Au Burkina, un VDP de retour du front témoigne
4 avril 2024Lassané Sawadogo, jeune entrepreneur en bâtiments et travaux publiques est marié et père de sept enfants. Le jeune de 37 ans a abandonné son entreprise pour se consacrer à la lutte contre les groupes armés terroristes aux côtés des forces de défense et de sécurité du Burkina Faso.
C’est en octobre 2023 qu’il s’est enrôlé en tant que VDP pour lutter contre les groupes armés terroristes.
S’il s’est engagé c’est dit-il, pour comprendre la réalité sur les champs de combats. De retour du front récemment, Lassané Sawadogo se réserve cependant de parler de la situation qu’il a vécue.
"J’ai commencé la lutte avant l’arrivée de ce pouvoir. Notre lutte c’est de ramener l’intégrité du territoire Burkinabé aux Burkinabé et de travailler à prendre en compte les aspirations profondes du peuple Burkinabé".
Vêtu de son boubou et de son bonnet, calme et avec un regard qui en dit long sur sa détermination, Lassané regrette que les régimes précédents n’aient pas suffisamment agi dans l’équipement militaire de l’armée pour faire face aux groupes terroristes.
"Nous avons suggéré beaucoup de chose aux régimes passés qui n’ont pas été prises en compte. Dans l’armé burkinabé il y’avait le manque d’équipement militaire, de personnel militaire et d’organisation interne de l’armée", raconte Lassané.
Des complicités à l'interne
Pour Lassané, "Quand le président Ibrahim Traoré est venu, il a pris toutes ces aspirations en compte. Avant que je ne m’engage comme VDP, je me suis dit que nous parlons des problèmes de l’armée alors que nous n’avons pas les compétences et qu’est ce qui m’empêchait de m’enrôler ? C’est ce qui m’a motivé à le faire".

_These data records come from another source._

//! Common error types for genrefill

use thiserror::Error;

/// Common result type for genrefill operations
pub type Result<T> = std::result::Result<T, Error>;

/// Common error types across genrefill crates
#[derive(Error, Debug)]
pub enum Error {
    /// I/O operation error (wraps std::io::Error)
    #[error("IO error: {0}")]
    Io(#[from] std::io::Error),

    /// CSV reading error (wraps csv::Error)
    #[error("CSV error: {0}")]
    Csv(#[from] csv::Error),

    /// Configuration loading or validation error
    #[error("Configuration error: {0}")]
    Config(String),

    /// Requested file or resource not found
    #[error("Not found: {0}")]
    NotFound(String),

    /// Invalid user input
    #[error("Invalid input: {0}")]
    InvalidInput(String),

    /// Internal error
    #[error("Internal error: {0}")]
    Internal(String),
}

Mais le constat est que malgré les efforts fournis en armement et moyens mobiles, le Burkina Faso est toujours la cible des groupes armés terroristes. Bien que l’initiative de recruter des supplétifs de l’armée soit saluée par une majorité de burkinabé, certains se montrent tout de même critiques.
En effet, des experts en sécurité s’interrogent toujours sur la moralité et l’engagement réel des enrôlés. "Des complicités, oui, il en existe au sein des VDP puisqu’ayant été recrutés sous les régimes passés, donc, ils sont en contact avec certains anciens dignitaires du pouvoir", estime Lassané sawadogo.
Mais il en est certain : "Nous avons compris que les réalités du terrain sont contraires à ce qui est dit sur la place publique. Je prends un exemple des attaques que rencontrent nos FDS en général. Vous savez qu’aucune attaque ne peut se mener sans le renseignement. Que ce soit du côté ennemi et ami, la première des choses c’est d’avoir des informations nécessaires. Ça signifie que ces personnes aussi procèdent de la même manière pour attaquer nos bases. Quand on parle de complicité cela veut dire que des gens ont peut-être communiqué des informations. Quand je suis revenu, j’ai compris qu’on a un travail à faire. C’est-à-dire sensibiliser à ne pas donner la position des FDS et leurs moyens."
Lassané Sawadogo dénonce aussi une autre pratique de la part de certains chefs militaires.
"Figurez-vous que des chefs coupent des primes des VDP. Nous pensons que tout ça est démoralisant. Y’a beaucoup de chose. C’est militaire, on ne peut pas tout dire."
Lassané Sawadogo regrette toutefois que de nombreux Burkinabé aient rejoints les mouvements terroristes pour dit-il saboter la vision du capitaine Ibrahim Traoré.